TASK PROMPT>
Identify all lines in the listing that include the word "collect", and copy them out.

RECORDS FOR THE TASK>

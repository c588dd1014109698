#![allow(dead_code)]

use blogly::db::init_schema;
use blogly::entity::{post_tag, tag, user};
use blogly::store::{self, PostForm, TagForm, UserForm};
use sea_orm::{ConnectOptions, Database, DatabaseConnection, EntityTrait};

/// Fresh in-memory database. One pooled connection so every query sees the
/// same sqlite memory instance.
pub async fn memory_db() -> DatabaseConnection {
    let mut opt = ConnectOptions::new("sqlite::memory:");
    opt.max_connections(1)
        .min_connections(1)
        .sqlx_logging(false);
    let db = Database::connect(opt).await.expect("connect sqlite");
    init_schema(&db).await.expect("init schema");
    db
}

pub async fn seed_user(db: &DatabaseConnection, first_name: &str, last_name: &str) -> user::Model {
    store::create_user(
        db,
        UserForm {
            first_name: first_name.to_string(),
            last_name: last_name.to_string(),
            image_url: None,
        },
    )
    .await
    .expect("create user")
}

pub async fn seed_tag(db: &DatabaseConnection, name: &str) -> tag::Model {
    store::create_tag(
        db,
        TagForm {
            name: name.to_string(),
        },
    )
    .await
    .expect("create tag")
}

pub async fn seed_post(db: &DatabaseConnection, user_id: i32, title: &str, tag_ids: Vec<i32>) -> i32 {
    store::create_post(
        db,
        user_id,
        PostForm {
            title: title.to_string(),
            content: format!("{} body", title),
            tag_ids,
        },
    )
    .await
    .expect("create post")
    .post
    .id
}

pub async fn tag_names(db: &DatabaseConnection, post_id: i32) -> Vec<String> {
    blogly::association::post_tags(db, post_id)
        .await
        .expect("post tags")
        .into_iter()
        .map(|t| t.name)
        .collect()
}

pub async fn association_rows(db: &DatabaseConnection) -> Vec<(i32, i32)> {
    let mut rows: Vec<(i32, i32)> = post_tag::Entity::find()
        .all(db)
        .await
        .expect("post tags")
        .into_iter()
        .map(|row| (row.post_id, row.tag_id))
        .collect();
    rows.sort();
    rows
}
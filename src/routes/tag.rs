use actix_web::{web, HttpResponse};
use sea_orm::DatabaseConnection;
use serde::{Deserialize, Serialize};

use crate::cascade;
use crate::error::AppError;
use crate::response::ResponseDto;
use crate::routes::{required, to_post_dto, to_tag_dto, PostDto, TagDto};
use crate::store::{self, TagForm};

pub fn config(cfg: &mut web::ServiceConfig) {
    cfg.service(web::resource("").route(web::get().to(list_tags)))
        .service(web::resource("/new").route(web::post().to(add_tag)))
        .service(web::resource("/{id:\\d+}").route(web::get().to(show_tag)))
        .service(web::resource("/{id:\\d+}/edit").route(web::post().to(edit_tag)))
        .service(web::resource("/{id:\\d+}/delete").route(web::post().to(delete_tag)));
}

#[derive(Deserialize)]
struct TagRequest {
    name: Option<String>,
}

impl TagRequest {
    fn into_form(self) -> Result<TagForm, AppError> {
        Ok(TagForm {
            name: required("name", self.name.as_deref())?,
        })
    }
}

#[derive(Serialize)]
#[serde(rename_all = "camelCase")]
struct TagDetailDto {
    #[serde(flatten)]
    tag: TagDto,
    posts: Vec<PostDto>,
}

async fn list_tags(db: web::Data<DatabaseConnection>) -> Result<HttpResponse, AppError> {
    let rows = store::list_tags(db.get_ref()).await?;
    let list = rows.into_iter().map(to_tag_dto).collect::<Vec<_>>();
    Ok(HttpResponse::Ok().json(ResponseDto::success(Some(list))))
}

async fn add_tag(
    db: web::Data<DatabaseConnection>,
    payload: web::Json<TagRequest>,
) -> Result<HttpResponse, AppError> {
    let form = payload.into_inner().into_form()?;
    let tag = store::create_tag(db.get_ref(), form).await?;
    Ok(HttpResponse::Ok().json(ResponseDto::success(Some(to_tag_dto(tag)))))
}

async fn show_tag(
    db: web::Data<DatabaseConnection>,
    path: web::Path<i32>,
) -> Result<HttpResponse, AppError> {
    let detail = store::get_tag_with_posts(db.get_ref(), path.into_inner()).await?;
    let dto = TagDetailDto {
        tag: to_tag_dto(detail.tag),
        posts: detail.posts.into_iter().map(to_post_dto).collect(),
    };
    Ok(HttpResponse::Ok().json(ResponseDto::success(Some(dto))))
}

async fn edit_tag(
    db: web::Data<DatabaseConnection>,
    path: web::Path<i32>,
    payload: web::Json<TagRequest>,
) -> Result<HttpResponse, AppError> {
    let form = payload.into_inner().into_form()?;
    let tag = store::update_tag(db.get_ref(), path.into_inner(), form).await?;
    Ok(HttpResponse::Ok().json(ResponseDto::success(Some(to_tag_dto(tag)))))
}

async fn delete_tag(
    db: web::Data<DatabaseConnection>,
    path: web::Path<i32>,
) -> Result<HttpResponse, AppError> {
    let tag = cascade::delete_tag(db.get_ref(), path.into_inner()).await?;
    Ok(HttpResponse::Ok().json(ResponseDto::success(Some(to_tag_dto(tag)))))
}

FINISHED TASK>
        .collect()
        .collect();
    let list = rows.into_iter().map(to_tag_dto).collect::<Vec<_>>();
        posts: detail.posts.into_iter().map(to_post_dto).collect(),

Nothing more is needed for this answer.